Egg Yolk Is Not Your Enemy

Share This Post

Share on facebook
Share on linkedin
Share on twitter
Share on email

You’ve probably heard time and again about how egg yolk is the enemy, to be avoided at all costs because of “cholesterol”. And so, you diligently separate the whites from the yolks at breakfast time, pleased that you did something good for your health. But did you know the whole egg is one powerhouse food by itself? Yes, I’m talking about both the yellow and the white here!

Here are few reasons why, even though the white of an egg is a great healthy source of protein, you should be including the whole egg in your diet:

  • It keeps you full longer: Eating a whole egg keeps those cravings at bay and keeps you full for a longer period of time, which definitely works in favour of your fat loss goals.
  • Contains essential vitamins and minerals: Our body needs various minerals and vitamins each day and eggs provide for majority of these like vitamins A, E, B12 and K, not to mention, they are one of the few natural food sources of vitamin D.
  • Excellent protein source: A whole egg contains 7 grams of high-quality protein. It also includes the essential amino acids your body needs.
  • Whole egg is an amazing source of heart-healthy omega-3 fatty acids.

So, after all this, should you still be really concerned about the threat of cholesterol in egg yolks that you’ve heard about all along?

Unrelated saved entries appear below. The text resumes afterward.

//! Test doubles shared by the unit tests.

use std::{
    collections::VecDeque,
    future::Future,
    sync::{
        Mutex,
        atomic::{AtomicBool, AtomicUsize, Ordering},
    },
    time::Duration,
};

use async_trait::async_trait;
use tokio::sync::{Mutex as AsyncMutex, mpsc, watch};

use crate::domain::{
    AccessToken, ActiveToken, ApiError, AuthApi, ClinicId, Credential, DeviceInfo,
    DisconnectReason, InboundEvent, MockQueueApi, Queue, QueueApi, QueueId, QueueStatus,
    RefreshToken, RoomCommand, RoomCommandSink, TokenId, TokenStatus, Transport, TransportError,
    TransportLink, TransportSignal,
};

pub fn credential(access: &str, refresh: &str) -> Credential {
    Credential::new(
        AccessToken::new(access).unwrap(),
        RefreshToken::new(refresh).unwrap(),
    )
}

pub fn device() -> DeviceInfo {
    DeviceInfo {
        user_agent: "QureClinics-Mobile-App".to_string(),
    }
}

pub fn active_token(id: &str, queue_id: &str, token_number: u32, status: TokenStatus) -> ActiveToken {
    ActiveToken {
        id: TokenId::new(id).unwrap(),
        queue_id: QueueId::new(queue_id).unwrap(),
        token_number,
        status,
    }
}

/// Fail the test instead of hanging forever.
pub async fn within<F: Future>(future: F) -> F::Output {
    tokio::time::timeout(Duration::from_secs(5), future)
        .await
        .expect("timed out")
}

/// Refresh endpoint that blocks until the test opens the gate.
pub struct GatedAuthApi {
    renewed: Credential,
    gate: watch::Sender<bool>,
    calls: AtomicUsize,
}

impl GatedAuthApi {
    pub fn new(renewed: Credential) -> Self {
        let (gate, _) = watch::channel(false);
        Self {
            renewed,
            gate,
            calls: AtomicUsize::new(0),
        }
    }

    pub fn release(&self) {
        self.gate.send_replace(true);
    }

    pub fn hold(&self) {
        self.gate.send_replace(false);
    }

    pub fn calls(&self) -> usize {
        self.calls.load(Ordering::SeqCst)
    }

    pub async fn wait_for_calls(&self, expected: usize) {
        within(async {
            while self.calls() < expected {
                tokio::time::sleep(Duration::from_millis(5)).await;
            }
        })
        .await
    }
}

#[async_trait]
impl AuthApi for GatedAuthApi {
    async fn refresh(
        &self,
        _refresh_token: &RefreshToken,
        _device: &DeviceInfo,
    ) -> Result<Credential, ApiError> {
        self.calls.fetch_add(1, Ordering::SeqCst);
        let mut gate = self.gate.subscribe();
        gate.wait_for(|open| *open)
            .await
            .map_err(|e| ApiError::Network(e.to_string()))?;
        Ok(self.renewed.clone())
    }
}

/// Queue endpoint held back by [`GatedQueueApi`]
#[derive(Debug, Clone, Copy, PartialEq, Eq)]
pub enum GatePoint {
    TodayQueue,
    GenerateToken,
}

/// Queue API that answers from a mock but blocks one endpoint until the test
/// opens the gate.
pub struct GatedQueueApi {
    inner: MockQueueApi,
    point: GatePoint,
    gate: watch::Sender<bool>,
    calls: AtomicUsize,
}

impl GatedQueueApi {
    pub fn new(inner: MockQueueApi, point: GatePoint) -> Self {
        let (gate, _) = watch::channel(false);
        Self {
            inner,
            point,
            gate,
            calls: AtomicUsize::new(0),
        }
    }

    pub fn release(&self) {
        self.gate.send_replace(true);
    }

    /// Calls that reached the gated endpoint
    pub fn calls(&self) -> usize {
        self.calls.load(Ordering::SeqCst)
    }

    pub async fn wait_for_calls(&self, expected: usize) {
        within(async {
            while self.calls() < expected {
                tokio::time::sleep(Duration::from_millis(5)).await;
            }
        })
        .await
    }

    async fn pass(&self, point: GatePoint) -> Result<(), ApiError> {
        if point != self.point {
            return Ok(());
        }
        self.calls.fetch_add(1, Ordering::SeqCst);
        let mut gate = self.gate.subscribe();
        gate.wait_for(|open| *open)
            .await
            .map(|_| ())
            .map_err(|e| ApiError::Network(e.to_string()))
    }
}

#[async_trait]
impl QueueApi for GatedQueueApi {
    async fn today_queue(&self, clinic_id: &ClinicId) -> Result<Option<Queue>, ApiError> {
        self.pass(GatePoint::TodayQueue).await?;
        self.inner.today_queue(clinic_id).await
    }

    async fn queue_status(&self, queue_id: &QueueId) -> Result<QueueStatus, ApiError> {
        self.inner.queue_status(queue_id).await
    }

    async fn set_queue_active(
        &self,
        queue_id: &QueueId,
        is_active: bool,
    ) -> Result<Queue, ApiError> {
        self.inner.set_queue_active(queue_id, is_active).await
    }

    async fn initialize_queue(
        &self,
        clinic_id: &ClinicId,
        max_queue_size: u32,
    ) -> Result<Queue, ApiError> {
        self.inner.initialize_queue(clinic_id, max_queue_size).await
    }

    async fn generate_token(&self, queue_id: &QueueId) -> Result<ActiveToken, ApiError> {
        self.pass(GatePoint::GenerateToken).await?;
        self.inner.generate_token(queue_id).await
    }

    async fn cancel_token(&self, token_id: &TokenId) -> Result<(), ApiError> {
        self.inner.cancel_token(token_id).await
    }

    async fn my_active_tokens(&self) -> Result<Vec<ActiveToken>, ApiError> {
        self.inner.my_active_tokens().await
    }

    async fn token(&self, token_id: &TokenId) -> Result<Option<ActiveToken>, ApiError> {
        self.inner.token(token_id).await
    }
}

/// What the next `open` call does
pub enum Scripted {
    Accept,
    Reject(TransportError),
}

/// Server side of an accepted fake link
pub struct FakeLink {
    pub outbound: mpsc::UnboundedReceiver<RoomCommand>,
    inbound: mpsc::UnboundedSender<TransportSignal>,
}

impl FakeLink {
    pub fn push_event(&self, event: InboundEvent) {
        let _ = self.inbound.send(TransportSignal::Event(event));
    }

    pub fn push_error(&self, message: &str) {
        let _ = self.inbound.send(TransportSignal::Error(message.to_string()));
    }

    pub fn close(&self, reason: DisconnectReason) {
        let _ = self.inbound.send(TransportSignal::Closed(reason));
    }
}

/// Transport that follows a script of accepts and rejections.
pub struct FakeTransport {
    script: Mutex<VecDeque<Scripted>>,
    opened_with: Mutex<Vec<String>>,
    links_tx: mpsc::UnboundedSender<FakeLink>,
    links_rx: AsyncMutex<mpsc::UnboundedReceiver<FakeLink>>,
}

impl FakeTransport {
    pub fn new(script: Vec<Scripted>) -> Self {
        let (links_tx, links_rx) = mpsc::unbounded_channel();
        Self {
            script: Mutex::new(script.into()),
            opened_with: Mutex::new(Vec::new()),
            links_tx,
            links_rx: AsyncMutex::new(links_rx),
        }
    }

    /// Access tokens presented to `open`, in order
    pub fn opened_with(&self) -> Vec<String> {
        self.opened_with.lock().unwrap().clone()
    }

    pub fn open_count(&self) -> usize {
        self.opened_with.lock().unwrap().len()
    }

    /// Next accepted link
    pub async fn next_link(&self) -> FakeLink {
        within(self.links_rx.lock().await.recv())
            .await
            .expect("transport dropped")
    }
}

#[async_trait]
impl Transport for FakeTransport {
    async fn open(&self, access_token: &AccessToken) -> Result<TransportLink, TransportError> {
        self.opened_with
            .lock()
            .unwrap()
            .push(access_token.as_str().to_string());
        let step = self
            .script
            .lock()
            .unwrap()
            .pop_front()
            .unwrap_or_else(|| Scripted::Reject(TransportError::Io("script exhausted".to_string())));

        match step {
            Scripted::Accept => {
                let (outbound_tx, outbound_rx) = mpsc::unbounded_channel();
                let (inbound_tx, inbound_rx) = mpsc::unbounded_channel();
                let _ = self.links_tx.send(FakeLink {
                    outbound: outbound_rx,
                    inbound: inbound_tx,
                });
                Ok(TransportLink {
                    outbound: outbound_tx,
                    inbound: inbound_rx,
                })
            }
            Scripted::Reject(error) => Err(error),
        }
    }
}

/// Sink that records what would have been sent.
pub struct RecordingSink {
    connected: AtomicBool,
    commands: Mutex<Vec<RoomCommand>>,
}

impl RecordingSink {
    pub fn new(connected: bool) -> Self {
        Self {
            connected: AtomicBool::new(connected),
            commands: Mutex::new(Vec::new()),
        }
    }

    pub fn set_connected(&self, connected: bool) {
        self.connected.store(connected, Ordering::SeqCst);
    }

    pub fn commands(&self) -> Vec<RoomCommand> {
        self.commands.lock().unwrap().clone()
    }

    pub async fn wait_for_len(&self, expected: usize) {
        while self.commands.lock().unwrap().len() < expected {
            tokio::time::sleep(Duration::from_millis(5)).await;
        }
    }
}

impl RoomCommandSink for RecordingSink {
    fn is_connected(&self) -> bool {
        self.connected.load(Ordering::SeqCst)
    }

    fn emit(&self, command: RoomCommand) -> Result<(), TransportError> {
        if !self.is_connected() {
            return Err(TransportError::NotConnected);
        }
        self.commands.lock().unwrap().push(command);
        Ok(())
    }
}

Well, the real risks to high cholesterol are trans-fats and added sugars and not dietary cholesterol. Your body requires the cholesterol in eggs to make testosterone, which increases energy and aids in better muscle growth.

Unless you have been advised by your doctor to cut down on eggs for other health issues, there is no reason you should not be including the whole egg in your diet.

You can prepare them how you like: omelette, fried, boiled, chunks tossed in a salad, scrambled, using just a little olive oil. They make for perfect dishes!

A final note: Ensure you are eating whole eggs in moderation. In dishes involving a large quantity of eggs, ensure you balance it out with the egg whites. If I’m cooking something that would require more than two eggs, I normally add in egg whites of the remaining and two whole eggs (the yolk of two large eggs is enough to meet your cholesterol level for the day.)